>>>

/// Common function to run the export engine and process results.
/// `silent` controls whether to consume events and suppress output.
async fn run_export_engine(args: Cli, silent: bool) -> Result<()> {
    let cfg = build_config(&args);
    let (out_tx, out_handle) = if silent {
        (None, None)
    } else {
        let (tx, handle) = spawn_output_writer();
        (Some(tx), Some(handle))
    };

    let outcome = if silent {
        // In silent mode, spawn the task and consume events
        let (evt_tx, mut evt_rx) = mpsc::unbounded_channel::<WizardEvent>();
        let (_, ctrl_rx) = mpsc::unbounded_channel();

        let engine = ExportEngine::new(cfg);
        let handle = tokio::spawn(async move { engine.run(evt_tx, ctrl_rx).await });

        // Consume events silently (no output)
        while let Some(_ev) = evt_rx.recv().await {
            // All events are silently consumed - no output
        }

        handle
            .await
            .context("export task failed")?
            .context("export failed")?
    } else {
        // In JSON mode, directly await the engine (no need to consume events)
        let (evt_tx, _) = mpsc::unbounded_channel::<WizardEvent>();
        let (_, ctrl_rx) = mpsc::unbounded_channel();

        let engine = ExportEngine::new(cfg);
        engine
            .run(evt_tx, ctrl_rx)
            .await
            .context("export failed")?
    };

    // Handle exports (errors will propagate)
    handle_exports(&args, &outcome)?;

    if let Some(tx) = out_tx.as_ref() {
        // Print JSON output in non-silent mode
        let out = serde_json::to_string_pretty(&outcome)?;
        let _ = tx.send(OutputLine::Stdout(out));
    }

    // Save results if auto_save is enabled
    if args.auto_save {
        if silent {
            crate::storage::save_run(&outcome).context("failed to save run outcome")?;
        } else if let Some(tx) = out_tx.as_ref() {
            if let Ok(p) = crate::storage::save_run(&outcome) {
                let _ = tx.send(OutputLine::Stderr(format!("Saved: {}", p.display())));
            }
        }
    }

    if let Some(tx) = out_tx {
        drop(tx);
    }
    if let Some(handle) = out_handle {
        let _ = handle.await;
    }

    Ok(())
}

<<<
>>>

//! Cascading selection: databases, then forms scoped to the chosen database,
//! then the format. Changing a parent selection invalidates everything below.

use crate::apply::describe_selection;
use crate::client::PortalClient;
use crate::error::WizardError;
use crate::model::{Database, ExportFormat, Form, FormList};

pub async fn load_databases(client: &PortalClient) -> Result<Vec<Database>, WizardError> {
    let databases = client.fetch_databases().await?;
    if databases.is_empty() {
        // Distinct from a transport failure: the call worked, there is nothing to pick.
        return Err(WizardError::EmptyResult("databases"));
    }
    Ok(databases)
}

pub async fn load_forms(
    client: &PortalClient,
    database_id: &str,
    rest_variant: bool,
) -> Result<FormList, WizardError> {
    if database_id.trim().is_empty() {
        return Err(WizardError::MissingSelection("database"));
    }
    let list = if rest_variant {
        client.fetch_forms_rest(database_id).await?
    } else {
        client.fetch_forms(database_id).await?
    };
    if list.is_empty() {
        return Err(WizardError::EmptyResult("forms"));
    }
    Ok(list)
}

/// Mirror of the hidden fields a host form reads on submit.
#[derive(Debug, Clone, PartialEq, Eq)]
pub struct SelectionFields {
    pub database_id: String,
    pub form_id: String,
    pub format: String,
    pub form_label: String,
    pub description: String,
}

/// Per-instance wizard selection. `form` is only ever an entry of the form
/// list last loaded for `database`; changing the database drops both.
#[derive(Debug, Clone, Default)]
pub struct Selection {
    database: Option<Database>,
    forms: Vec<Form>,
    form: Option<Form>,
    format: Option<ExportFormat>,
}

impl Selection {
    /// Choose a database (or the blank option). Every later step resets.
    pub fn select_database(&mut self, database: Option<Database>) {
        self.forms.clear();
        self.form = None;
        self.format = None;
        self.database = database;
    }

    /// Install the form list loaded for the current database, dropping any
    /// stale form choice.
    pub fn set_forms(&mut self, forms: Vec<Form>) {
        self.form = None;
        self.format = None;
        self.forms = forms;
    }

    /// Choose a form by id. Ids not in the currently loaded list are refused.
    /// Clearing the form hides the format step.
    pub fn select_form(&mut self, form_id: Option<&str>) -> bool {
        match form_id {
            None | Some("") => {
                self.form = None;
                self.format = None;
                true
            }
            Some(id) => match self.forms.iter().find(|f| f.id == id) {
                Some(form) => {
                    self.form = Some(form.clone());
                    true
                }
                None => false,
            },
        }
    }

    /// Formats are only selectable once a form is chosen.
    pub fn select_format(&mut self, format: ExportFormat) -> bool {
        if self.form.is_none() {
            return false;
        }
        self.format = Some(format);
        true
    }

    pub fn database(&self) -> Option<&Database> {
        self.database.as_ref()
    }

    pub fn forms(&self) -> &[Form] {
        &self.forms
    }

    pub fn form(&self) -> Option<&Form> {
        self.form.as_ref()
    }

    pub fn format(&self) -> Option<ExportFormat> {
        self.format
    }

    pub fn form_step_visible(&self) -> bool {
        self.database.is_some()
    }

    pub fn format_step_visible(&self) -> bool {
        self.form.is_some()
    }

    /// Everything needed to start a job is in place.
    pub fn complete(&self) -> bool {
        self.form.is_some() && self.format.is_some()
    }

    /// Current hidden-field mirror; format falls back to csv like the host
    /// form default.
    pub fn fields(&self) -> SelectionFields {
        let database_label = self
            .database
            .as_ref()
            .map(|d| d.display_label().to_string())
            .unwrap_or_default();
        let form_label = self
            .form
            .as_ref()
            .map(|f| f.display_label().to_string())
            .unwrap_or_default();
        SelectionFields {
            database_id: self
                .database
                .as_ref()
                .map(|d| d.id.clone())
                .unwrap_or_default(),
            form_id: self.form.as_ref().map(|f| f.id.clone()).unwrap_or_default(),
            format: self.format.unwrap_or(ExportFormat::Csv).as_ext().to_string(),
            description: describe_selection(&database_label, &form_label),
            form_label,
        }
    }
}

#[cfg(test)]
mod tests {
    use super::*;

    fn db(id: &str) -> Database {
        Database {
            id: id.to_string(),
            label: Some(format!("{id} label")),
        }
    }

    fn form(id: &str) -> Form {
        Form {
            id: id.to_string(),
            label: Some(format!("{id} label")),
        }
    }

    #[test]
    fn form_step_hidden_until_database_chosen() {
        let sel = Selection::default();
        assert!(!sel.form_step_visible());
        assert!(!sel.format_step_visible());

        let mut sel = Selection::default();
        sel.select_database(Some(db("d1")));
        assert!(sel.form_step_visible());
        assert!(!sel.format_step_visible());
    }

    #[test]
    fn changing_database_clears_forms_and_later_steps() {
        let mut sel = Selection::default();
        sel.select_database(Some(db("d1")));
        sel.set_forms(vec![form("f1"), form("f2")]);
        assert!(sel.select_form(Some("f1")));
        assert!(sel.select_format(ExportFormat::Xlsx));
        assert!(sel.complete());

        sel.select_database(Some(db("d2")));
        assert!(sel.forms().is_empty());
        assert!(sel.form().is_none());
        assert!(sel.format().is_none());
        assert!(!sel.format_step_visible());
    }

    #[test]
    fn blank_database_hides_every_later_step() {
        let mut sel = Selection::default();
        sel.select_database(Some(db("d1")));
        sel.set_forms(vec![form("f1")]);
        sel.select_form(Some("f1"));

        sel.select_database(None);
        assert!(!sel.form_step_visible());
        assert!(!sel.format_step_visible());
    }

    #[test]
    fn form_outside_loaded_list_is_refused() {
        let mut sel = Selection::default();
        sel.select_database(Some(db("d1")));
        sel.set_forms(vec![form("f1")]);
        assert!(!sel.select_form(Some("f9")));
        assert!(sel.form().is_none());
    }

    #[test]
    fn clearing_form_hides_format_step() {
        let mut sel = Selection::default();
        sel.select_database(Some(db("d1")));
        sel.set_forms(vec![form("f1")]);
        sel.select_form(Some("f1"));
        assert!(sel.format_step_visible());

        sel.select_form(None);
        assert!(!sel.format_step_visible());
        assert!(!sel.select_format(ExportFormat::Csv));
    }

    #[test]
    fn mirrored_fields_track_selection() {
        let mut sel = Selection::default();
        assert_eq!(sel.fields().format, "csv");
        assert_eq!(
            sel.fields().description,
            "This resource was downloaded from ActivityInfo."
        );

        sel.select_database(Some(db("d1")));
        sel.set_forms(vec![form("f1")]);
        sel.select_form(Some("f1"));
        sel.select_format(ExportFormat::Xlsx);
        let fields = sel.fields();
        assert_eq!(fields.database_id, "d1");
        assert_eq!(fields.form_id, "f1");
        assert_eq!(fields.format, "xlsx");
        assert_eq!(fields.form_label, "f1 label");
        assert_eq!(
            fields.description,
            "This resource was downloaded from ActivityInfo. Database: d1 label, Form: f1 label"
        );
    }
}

<<<

A single number is the reply: the count of lines in the entries above that have the word "derive".

2